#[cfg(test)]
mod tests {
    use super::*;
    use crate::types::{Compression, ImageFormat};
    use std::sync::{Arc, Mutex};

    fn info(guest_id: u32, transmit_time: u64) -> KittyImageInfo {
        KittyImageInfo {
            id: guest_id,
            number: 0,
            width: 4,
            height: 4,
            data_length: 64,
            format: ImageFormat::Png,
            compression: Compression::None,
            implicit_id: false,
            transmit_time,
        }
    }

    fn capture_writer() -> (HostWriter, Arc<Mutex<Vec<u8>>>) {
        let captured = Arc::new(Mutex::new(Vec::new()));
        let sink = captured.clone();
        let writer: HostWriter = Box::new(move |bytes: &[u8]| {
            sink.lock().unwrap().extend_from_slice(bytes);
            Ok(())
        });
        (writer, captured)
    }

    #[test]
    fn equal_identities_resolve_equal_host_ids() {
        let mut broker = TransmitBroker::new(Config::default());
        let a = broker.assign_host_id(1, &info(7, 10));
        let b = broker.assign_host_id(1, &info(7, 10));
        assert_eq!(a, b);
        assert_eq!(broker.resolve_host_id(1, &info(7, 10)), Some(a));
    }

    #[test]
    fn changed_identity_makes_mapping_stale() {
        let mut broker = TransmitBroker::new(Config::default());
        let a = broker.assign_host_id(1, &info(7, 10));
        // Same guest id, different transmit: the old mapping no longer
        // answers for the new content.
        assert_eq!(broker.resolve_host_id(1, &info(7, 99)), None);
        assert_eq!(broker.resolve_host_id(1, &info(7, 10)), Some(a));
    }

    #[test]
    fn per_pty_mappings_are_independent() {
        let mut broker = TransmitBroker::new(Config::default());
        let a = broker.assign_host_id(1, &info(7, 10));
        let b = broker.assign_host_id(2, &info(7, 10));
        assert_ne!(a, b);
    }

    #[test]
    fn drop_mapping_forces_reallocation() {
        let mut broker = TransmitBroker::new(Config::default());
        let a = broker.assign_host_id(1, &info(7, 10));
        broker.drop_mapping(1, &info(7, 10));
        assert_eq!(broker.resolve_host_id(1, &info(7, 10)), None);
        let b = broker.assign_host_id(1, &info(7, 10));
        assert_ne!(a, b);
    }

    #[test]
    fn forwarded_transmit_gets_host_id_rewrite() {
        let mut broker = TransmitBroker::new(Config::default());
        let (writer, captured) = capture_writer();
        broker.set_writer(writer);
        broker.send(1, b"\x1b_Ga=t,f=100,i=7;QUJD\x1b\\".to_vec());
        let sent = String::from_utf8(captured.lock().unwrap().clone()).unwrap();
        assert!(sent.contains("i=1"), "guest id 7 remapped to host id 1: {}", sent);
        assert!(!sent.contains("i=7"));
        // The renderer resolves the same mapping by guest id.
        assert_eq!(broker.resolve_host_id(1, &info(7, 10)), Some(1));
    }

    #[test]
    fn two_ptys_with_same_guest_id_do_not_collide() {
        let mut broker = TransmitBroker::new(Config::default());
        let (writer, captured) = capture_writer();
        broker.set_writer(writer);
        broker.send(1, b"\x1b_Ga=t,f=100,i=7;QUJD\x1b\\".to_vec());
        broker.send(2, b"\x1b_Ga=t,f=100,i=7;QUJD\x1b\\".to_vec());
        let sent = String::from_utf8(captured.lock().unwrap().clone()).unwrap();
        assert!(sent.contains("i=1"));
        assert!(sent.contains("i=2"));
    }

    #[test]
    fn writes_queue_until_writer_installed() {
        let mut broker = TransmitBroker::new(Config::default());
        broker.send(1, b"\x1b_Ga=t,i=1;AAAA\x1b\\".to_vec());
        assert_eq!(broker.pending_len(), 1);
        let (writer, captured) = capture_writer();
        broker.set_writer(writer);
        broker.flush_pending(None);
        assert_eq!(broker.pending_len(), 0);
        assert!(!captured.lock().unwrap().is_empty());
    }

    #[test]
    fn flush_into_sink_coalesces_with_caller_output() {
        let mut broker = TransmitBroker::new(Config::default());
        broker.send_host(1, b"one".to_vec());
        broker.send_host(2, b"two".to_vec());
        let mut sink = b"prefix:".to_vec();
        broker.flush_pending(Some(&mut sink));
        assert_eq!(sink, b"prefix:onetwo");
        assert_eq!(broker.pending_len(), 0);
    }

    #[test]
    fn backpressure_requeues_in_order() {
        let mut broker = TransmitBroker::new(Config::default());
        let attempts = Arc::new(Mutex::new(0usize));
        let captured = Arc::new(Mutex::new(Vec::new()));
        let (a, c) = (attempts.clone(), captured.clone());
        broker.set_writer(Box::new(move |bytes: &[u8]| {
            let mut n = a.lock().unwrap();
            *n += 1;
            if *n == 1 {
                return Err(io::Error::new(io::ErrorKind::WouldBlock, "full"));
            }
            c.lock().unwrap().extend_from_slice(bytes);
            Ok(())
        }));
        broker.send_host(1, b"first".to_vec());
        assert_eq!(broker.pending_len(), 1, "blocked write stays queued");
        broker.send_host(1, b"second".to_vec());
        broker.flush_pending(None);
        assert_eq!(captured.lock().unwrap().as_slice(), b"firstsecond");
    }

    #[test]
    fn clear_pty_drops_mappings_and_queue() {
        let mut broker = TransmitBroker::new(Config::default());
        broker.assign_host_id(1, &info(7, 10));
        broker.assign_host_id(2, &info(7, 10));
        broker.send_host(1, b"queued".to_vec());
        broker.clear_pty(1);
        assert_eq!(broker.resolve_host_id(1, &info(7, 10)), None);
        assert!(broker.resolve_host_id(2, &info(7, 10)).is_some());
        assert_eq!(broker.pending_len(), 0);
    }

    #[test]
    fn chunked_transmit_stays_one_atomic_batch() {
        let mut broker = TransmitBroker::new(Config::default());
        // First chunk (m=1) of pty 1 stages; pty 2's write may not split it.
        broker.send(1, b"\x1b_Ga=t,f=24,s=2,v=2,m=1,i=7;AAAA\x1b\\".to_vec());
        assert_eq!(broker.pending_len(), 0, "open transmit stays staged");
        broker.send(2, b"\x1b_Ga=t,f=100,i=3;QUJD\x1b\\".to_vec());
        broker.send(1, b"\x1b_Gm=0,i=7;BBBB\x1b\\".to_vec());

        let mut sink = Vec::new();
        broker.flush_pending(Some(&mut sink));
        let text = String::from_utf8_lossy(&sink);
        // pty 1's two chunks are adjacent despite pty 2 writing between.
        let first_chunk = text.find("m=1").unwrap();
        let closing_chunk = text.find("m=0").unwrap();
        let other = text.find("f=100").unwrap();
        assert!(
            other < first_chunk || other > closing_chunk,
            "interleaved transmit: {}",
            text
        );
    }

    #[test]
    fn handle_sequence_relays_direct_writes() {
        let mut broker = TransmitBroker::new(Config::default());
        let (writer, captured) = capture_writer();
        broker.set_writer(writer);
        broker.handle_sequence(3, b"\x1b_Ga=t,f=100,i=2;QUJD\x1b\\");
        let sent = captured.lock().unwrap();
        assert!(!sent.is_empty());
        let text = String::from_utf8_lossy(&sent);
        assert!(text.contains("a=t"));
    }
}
***
Quote the material exactly, leaving nothing out.

#[cfg(test)]
mod tests {
    use super::*;
    use crate::types::{Compression, ImageFormat};
    use std::sync::{Arc, Mutex};

    fn info(guest_id: u32, transmit_time: u64) -> KittyImageInfo {
        KittyImageInfo {
            id: guest_id,
            number: 0,
            width: 4,
            height: 4,
            data_length: 64,
            format: ImageFormat::Png,
            compression: Compression::None,
            implicit_id: false,
            transmit_time,
        }
    }

    fn capture_writer() -> (HostWriter, Arc<Mutex<Vec<u8>>>) {
        let captured = Arc::new(Mutex::new(Vec::new()));
        let sink = captured.clone();
        let writer: HostWriter = Box::new(move |bytes: &[u8]| {
            sink.lock().unwrap().extend_from_slice(bytes);
            Ok(())
        });
        (writer, captured)
    }

    #[test]
    fn equal_identities_resolve_equal_host_ids() {
        let mut broker = TransmitBroker::new(Config::default());
        let a = broker.assign_host_id(1, &info(7, 10));
        let b = broker.assign_host_id(1, &info(7, 10));
        assert_eq!(a, b);
        assert_eq!(broker.resolve_host_id(1, &info(7, 10)), Some(a));
    }

    #[test]
    fn changed_identity_makes_mapping_stale() {
        let mut broker = TransmitBroker::new(Config::default());
        let a = broker.assign_host_id(1, &info(7, 10));
        // Same guest id, different transmit: the old mapping no longer
        // answers for the new content.
        assert_eq!(broker.resolve_host_id(1, &info(7, 99)), None);
        assert_eq!(broker.resolve_host_id(1, &info(7, 10)), Some(a));
    }

    #[test]
    fn per_pty_mappings_are_independent() {
        let mut broker = TransmitBroker::new(Config::default());
        let a = broker.assign_host_id(1, &info(7, 10));
        let b = broker.assign_host_id(2, &info(7, 10));
        assert_ne!(a, b);
    }

    #[test]
    fn drop_mapping_forces_reallocation() {
        let mut broker = TransmitBroker::new(Config::default());
        let a = broker.assign_host_id(1, &info(7, 10));
        broker.drop_mapping(1, &info(7, 10));
        assert_eq!(broker.resolve_host_id(1, &info(7, 10)), None);
        let b = broker.assign_host_id(1, &info(7, 10));
        assert_ne!(a, b);
    }

    #[test]
    fn forwarded_transmit_gets_host_id_rewrite() {
        let mut broker = TransmitBroker::new(Config::default());
        let (writer, captured) = capture_writer();
        broker.set_writer(writer);
        broker.send(1, b"\x1b_Ga=t,f=100,i=7;QUJD\x1b\\".to_vec());
        let sent = String::from_utf8(captured.lock().unwrap().clone()).unwrap();
        assert!(sent.contains("i=1"), "guest id 7 remapped to host id 1: {}", sent);
        assert!(!sent.contains("i=7"));
        // The renderer resolves the same mapping by guest id.
        assert_eq!(broker.resolve_host_id(1, &info(7, 10)), Some(1));
    }

    #[test]
    fn two_ptys_with_same_guest_id_do_not_collide() {
        let mut broker = TransmitBroker::new(Config::default());
        let (writer, captured) = capture_writer();
        broker.set_writer(writer);
        broker.send(1, b"\x1b_Ga=t,f=100,i=7;QUJD\x1b\\".to_vec());
        broker.send(2, b"\x1b_Ga=t,f=100,i=7;QUJD\x1b\\".to_vec());
        let sent = String::from_utf8(captured.lock().unwrap().clone()).unwrap();
        assert!(sent.contains("i=1"));
        assert!(sent.contains("i=2"));
    }

    #[test]
    fn writes_queue_until_writer_installed() {
        let mut broker = TransmitBroker::new(Config::default());
        broker.send(1, b"\x1b_Ga=t,i=1;AAAA\x1b\\".to_vec());
        assert_eq!(broker.pending_len(), 1);
        let (writer, captured) = capture_writer();
        broker.set_writer(writer);
        broker.flush_pending(None);
        assert_eq!(broker.pending_len(), 0);
        assert!(!captured.lock().unwrap().is_empty());
    }

    #[test]
    fn flush_into_sink_coalesces_with_caller_output() {
        let mut broker = TransmitBroker::new(Config::default());
        broker.send_host(1, b"one".to_vec());
        broker.send_host(2, b"two".to_vec());
        let mut sink = b"prefix:".to_vec();
        broker.flush_pending(Some(&mut sink));
        assert_eq!(sink, b"prefix:onetwo");
        assert_eq!(broker.pending_len(), 0);
    }

    #[test]
    fn backpressure_requeues_in_order() {
        let mut broker = TransmitBroker::new(Config::default());
        let attempts = Arc::new(Mutex::new(0usize));
        let captured = Arc::new(Mutex::new(Vec::new()));
        let (a, c) = (attempts.clone(), captured.clone());
        broker.set_writer(Box::new(move |bytes: &[u8]| {
            let mut n = a.lock().unwrap();
            *n += 1;
            if *n == 1 {
                return Err(io::Error::new(io::ErrorKind::WouldBlock, "full"));
            }
            c.lock().unwrap().extend_from_slice(bytes);
            Ok(())
        }));
        broker.send_host(1, b"first".to_vec());
        assert_eq!(broker.pending_len(), 1, "blocked write stays queued");
        broker.send_host(1, b"second".to_vec());
        broker.flush_pending(None);
        assert_eq!(captured.lock().unwrap().as_slice(), b"firstsecond");
    }

    #[test]
    fn clear_pty_drops_mappings_and_queue() {
        let mut broker = TransmitBroker::new(Config::default());
        broker.assign_host_id(1, &info(7, 10));
        broker.assign_host_id(2, &info(7, 10));
        broker.send_host(1, b"queued".to_vec());
        broker.clear_pty(1);
        assert_eq!(broker.resolve_host_id(1, &info(7, 10)), None);
        assert!(broker.resolve_host_id(2, &info(7, 10)).is_some());
        assert_eq!(broker.pending_len(), 0);
    }

    #[test]
    fn chunked_transmit_stays_one_atomic_batch() {
        let mut broker = TransmitBroker::new(Config::default());
        // First chunk (m=1) of pty 1 stages; pty 2's write may not split it.
        broker.send(1, b"\x1b_Ga=t,f=24,s=2,v=2,m=1,i=7;AAAA\x1b\\".to_vec());
        assert_eq!(broker.pending_len(), 0, "open transmit stays staged");
        broker.send(2, b"\x1b_Ga=t,f=100,i=3;QUJD\x1b\\".to_vec());
        broker.send(1, b"\x1b_Gm=0,i=7;BBBB\x1b\\".to_vec());

        let mut sink = Vec::new();
        broker.flush_pending(Some(&mut sink));
        let text = String::from_utf8_lossy(&sink);
        // pty 1's two chunks are adjacent despite pty 2 writing between.
        let first_chunk = text.find("m=1").unwrap();
        let closing_chunk = text.find("m=0").unwrap();
        let other = text.find("f=100").unwrap();
        assert!(
            other < first_chunk || other > closing_chunk,
            "interleaved transmit: {}",
            text
        );
    }

    #[test]
    fn handle_sequence_relays_direct_writes() {
        let mut broker = TransmitBroker::new(Config::default());
        let (writer, captured) = capture_writer();
        broker.set_writer(writer);
        broker.handle_sequence(3, b"\x1b_Ga=t,f=100,i=2;QUJD\x1b\\");
        let sent = captured.lock().unwrap();
        assert!(!sent.is_empty());
        let text = String::from_utf8_lossy(&sent);
        assert!(text.contains("a=t"));
    }
}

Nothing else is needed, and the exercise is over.